ROUGH SLEEPERS AND CHINESE FARMERS
According to the Government, we all have a lot more disposable income now than previously. Oh yeah? What about the cuts you’ve told us are going to come? Don’t you know that you can’t get money out of people who have none? So that’s me off the hook.
So if it’s true…
Any day now they’ll be closing the food banks because everyone will be able to afford to eat well.
Any day now they’ll offer the people sleeping in shop doorways and on benches in the middle of Shrewsbury in January somewhere to stay.
Any day now.
So what’s gone wrong?
I remember a little story I heard once:
A hard-working Chinese farmer called Heng lived with his family on their farm. His father lived with them and helped his son and daughter in law with the work that needed to be done. After some years, Heng’s father became infirm and needed to sit down a good deal of the time in the porch, from where he could watch his son working.

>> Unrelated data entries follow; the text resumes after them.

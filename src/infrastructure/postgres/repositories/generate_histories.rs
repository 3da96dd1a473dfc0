use anyhow::Result;
use async_trait::async_trait;
use chrono::{DateTime, Utc};
use diesel::{RunQueryDsl, insert_into, prelude::*, update};
use std::sync::Arc;
use uuid::Uuid;

use crate::domain::entities::generate_histories::{
    GenerateHistoryEntity, InsertGenerateHistoryEntity,
};
use crate::domain::repositories::generate_histories::GenerateHistoryRepository;
use crate::domain::value_objects::enums::generate_statuses::GenerateStatus;
use crate::infrastructure::postgres::{postgres_connection::PgPoolSquad, schema::generate_histories};

pub struct GenerateHistoryPostgres {
    db_pool: Arc<PgPoolSquad>,
}

impl GenerateHistoryPostgres {
    pub fn new(db_pool: Arc<PgPoolSquad>) -> Self {
        Self { db_pool }
    }
}

#[async_trait]
impl GenerateHistoryRepository for GenerateHistoryPostgres {
    async fn create(&self, entity: InsertGenerateHistoryEntity) -> Result<Uuid> {
        let mut conn = Arc::clone(&self.db_pool).get()?;

        let history_id = insert_into(generate_histories::table)
            .values(&entity)
            .returning(generate_histories::id)
            .get_result::<Uuid>(&mut conn)?;

        Ok(history_id)
    }

    async fn find_by_id(&self, history_id: Uuid) -> Result<Option<GenerateHistoryEntity>> {
        let mut conn = Arc::clone(&self.db_pool).get()?;

        let history = generate_histories::table
            .filter(generate_histories::id.eq(history_id))
            .select(GenerateHistoryEntity::as_select())
            .first::<GenerateHistoryEntity>(&mut conn)
            .optional()?;

        Ok(history)
    }

    async fn settle_success(
        &self,
        history_id: Uuid,
        output: &str,
        settled_at: DateTime<Utc>,
    ) -> Result<bool> {
        let mut conn = Arc::clone(&self.db_pool).get()?;

        // `status IS NULL` in the statement is what makes settlement
        // exactly-once under concurrent callers.
        let affected = update(
            generate_histories::table
                .filter(generate_histories::id.eq(history_id))
                .filter(generate_histories::status.is_null()),
        )
        .set((
            generate_histories::status.eq(Some(GenerateStatus::Success.to_string())),
            generate_histories::output.eq(Some(output.to_string())),
            generate_histories::settled_at.eq(Some(settled_at)),
        ))
        .execute(&mut conn)?;

        Ok(affected == 1)
    }

    async fn settle_failed(
        &self,
        history_id: Uuid,
        error_message: &str,
        settled_at: DateTime<Utc>,
    ) -> Result<bool> {
        let mut conn = Arc::clone(&self.db_pool).get()?;

        let affected = update(
            generate_histories::table
                .filter(generate_histories::id.eq(history_id))
                .filter(generate_histories::status.is_null()),
        )
        .set((
            generate_histories::status.eq(Some(GenerateStatus::Failed.to_string())),
            generate_histories::error_message.eq(Some(error_message.to_string())),
            generate_histories::settled_at.eq(Some(settled_at)),
        ))
        .execute(&mut conn)?;

        Ok(affected == 1)
    }
}
use anyhow::{Context, Result};

use super::config_model::{BillingSweep, Database, DotEnvyConfig, PublishSweep};

pub fn load() -> Result<DotEnvyConfig> {
    dotenvy::dotenv().ok();

    let database = Database {
        url: std::env::var("DATABASE_URL").context("DATABASE_URL is invalid")?,
    };

    let billing = BillingSweep {
        interval_secs: std::env::var("BILLING_SWEEP_INTERVAL_SECS")
            .unwrap_or_else(|_| "300".to_string())
            .parse()
            .context("BILLING_SWEEP_INTERVAL_SECS is invalid")?,
        max_payment_attempts: std::env::var("PAYMENT_MAX_ATTEMPTS")
            .unwrap_or_else(|_| "3".to_string())
            .parse()
            .context("PAYMENT_MAX_ATTEMPTS is invalid")?,
        payment_retry_backoff_ms: std::env::var("PAYMENT_RETRY_BACKOFF_MS")
            .unwrap_or_else(|_| "5000".to_string())
            .parse()
            .context("PAYMENT_RETRY_BACKOFF_MS is invalid")?,
    };

    let publishing = PublishSweep {
        interval_secs: std::env::var("PUBLISH_SWEEP_INTERVAL_SECS")
            .unwrap_or_else(|_| "60".to_string())
            .parse()
            .context("PUBLISH_SWEEP_INTERVAL_SECS is invalid")?,
        max_channel_attempts: std::env::var("PUBLISH_MAX_CHANNEL_ATTEMPTS")
            .unwrap_or_else(|_| "3".to_string())
            .parse()
            .context("PUBLISH_MAX_CHANNEL_ATTEMPTS is invalid")?,
        max_in_flight: std::env::var("PUBLISH_MAX_IN_FLIGHT")
            .unwrap_or_else(|_| "4".to_string())
            .parse()
            .context("PUBLISH_MAX_IN_FLIGHT is invalid")?,
    };

    Ok(DotEnvyConfig {
        database,
        billing,
        publishing,
    })
}
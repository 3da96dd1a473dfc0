use std::fmt::Display;

use serde::{Deserialize, Serialize};
use uuid::Uuid;

/// The two independent allowance axes tracked per user.
#[derive(Debug, Clone, Copy, Serialize, Deserialize, PartialEq, Eq, Hash)]
pub enum QuotaDimension {
    Credit,
    Capacity,
}

impl Display for QuotaDimension {
    fn fmt(&self, f: &mut std::fmt::Formatter<'_>) -> std::fmt::Result {
        let dimension = match self {
            QuotaDimension::Credit => "credit",
            QuotaDimension::Capacity => "capacity",
        };
        write!(f, "{}", dimension)
    }
}

/// Handle for a provisional quota debit. Holding it is the only way to
/// release the debited amount; releasing the same handle twice is a no-op.
#[derive(Debug, Clone, PartialEq, Eq)]
pub struct Reservation {
    pub id: Uuid,
    pub user_id: Uuid,
    pub dimension: QuotaDimension,
    pub amount: i32,
}

/// New per-cycle allowances granted at subscription or renewal time.
#[derive(Debug, Clone, Copy, PartialEq, Eq)]
pub struct QuotaLimits {
    pub credit: i32,
    pub capacity: i32,
}
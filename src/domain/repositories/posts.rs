use anyhow::Result;
use async_trait::async_trait;
use chrono::{DateTime, Utc};
use mockall::automock;
use uuid::Uuid;

use crate::domain::entities::posts::PostEntity;

#[async_trait]
#[automock]
pub trait PostRepository {
    async fn find_by_id(&self, post_id: Uuid) -> Result<Option<PostEntity>>;

    /// Active posts in `scheduled` whose `scheduled_at` has passed, ordered
    /// by `(scheduled_at ASC, id ASC)` for a deterministic sweep.
    async fn list_due_scheduled(&self, now: DateTime<Utc>) -> Result<Vec<PostEntity>>;

    /// Posts left in `processing` by an earlier sweep (retries pending or a
    /// crashed sweep), same ordering as `list_due_scheduled`.
    async fn list_processing(&self) -> Result<Vec<PostEntity>>;

    /// CAS `scheduled -> processing`; false when the post was concurrently
    /// moved (cancelled or picked up by another sweep).
    async fn begin_processing(&self, post_id: Uuid) -> Result<bool>;

    /// CAS `processing -> published`, stamping `published_at`.
    async fn mark_published(&self, post_id: Uuid, published_at: DateTime<Utc>) -> Result<bool>;

    /// CAS `draft -> scheduled` with the requested `scheduled_at`.
    async fn schedule(&self, post_id: Uuid, scheduled_at: DateTime<Utc>) -> Result<bool>;

    /// CAS `scheduled -> draft`, clearing `scheduled_at`.
    async fn revert_to_draft(&self, post_id: Uuid) -> Result<bool>;
}
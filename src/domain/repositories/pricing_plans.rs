use anyhow::Result;
use async_trait::async_trait;
use mockall::automock;
use uuid::Uuid;

use crate::domain::entities::pricing_plans::PricingPlanEntity;

#[async_trait]
#[automock]
pub trait PricingPlanRepository {
    async fn find_by_id(&self, plan_id: Uuid) -> Result<Option<PricingPlanEntity>>;

    async fn list_active(&self) -> Result<Vec<PricingPlanEntity>>;

    /// Users plus histories still pointing at the plan. Deletion is blocked
    /// while this is non-zero.
    async fn count_references(&self, plan_id: Uuid) -> Result<i64>;

    async fn delete(&self, plan_id: Uuid) -> Result<()>;
}
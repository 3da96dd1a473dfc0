use async_trait::async_trait;
use thiserror::Error;

use crate::domain::entities::{channels::ChannelEntity, posts::PostEntity};

#[derive(Debug, Error)]
pub enum PublishError {
    /// Transient platform failure; the scheduler retries on a later sweep.
    #[error("retryable channel error: {0}")]
    Retryable(String),
    /// Non-retryable failure; recorded and the channel is given up on.
    #[error("permanent channel error: {0}")]
    Permanent(String),
}

/// Per-platform publishing adapter. Returns the platform's reference for the
/// published content.
#[async_trait]
#[cfg_attr(test, mockall::automock)]
pub trait ChannelPublisher: Send + Sync {
    async fn publish(
        &self,
        post: &PostEntity,
        channel: &ChannelEntity,
    ) -> Result<String, PublishError>;
}
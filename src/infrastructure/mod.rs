pub mod notifications;
pub mod postgres;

Heng began to think to himself: The old man’s not good for anything now. He can’t work, he can’t even really look after himself. Look at him up there watching me; criticising what I do. Here am I, slaving away for the family and what use is he? Resentment grew.
Heng went to the shed behind the farmhouse and got out some wood. It was expensive, good quality timber. That night he stayed out late, making a large wooden box with the planks, sawing and nailing them until it was just right.
Next morning he took it round to the front porch on the wheelbarrow. Stony-faced, he told the old man: ‘Father, get in.’ The old man was surprised, but with difficulty he managed to climb on to the wheelbarrow and sit inside the long narrow box. Heng balanced the lid across the handles and slowly trundled the barrow, the box and his father, all the way down to the cliff’s edge. And all the while the father never said a thing.
Heng put down the barrow at the cliff’s edge. ‘Lie down,’ he ordered his father, and his father obeyed. Heng put the lid on the box. He took some nails and a hammer from his knapsack and began to hammer the lid on.
Then the old man spoke:
“Heng, ” he said. “My son, I have an idea. You have used your best wood and taken many hours to make this box. Why do you not take me out of this box and throw me over the cliff? Then you can keep your fine box. After all, you will need it for yourself some day.”
The story finishes there, so we don’t know whether Heng went ahead with his plan or not. I like to think he sat there, head in hands, deeply saddened, and that the old man might have comforted him. Maybe that’s wishful thinking. But the old are able to give something to the young – encouragement, sympathy, the long view, acceptance, a listening ear, even advice. It’s got to be worth something.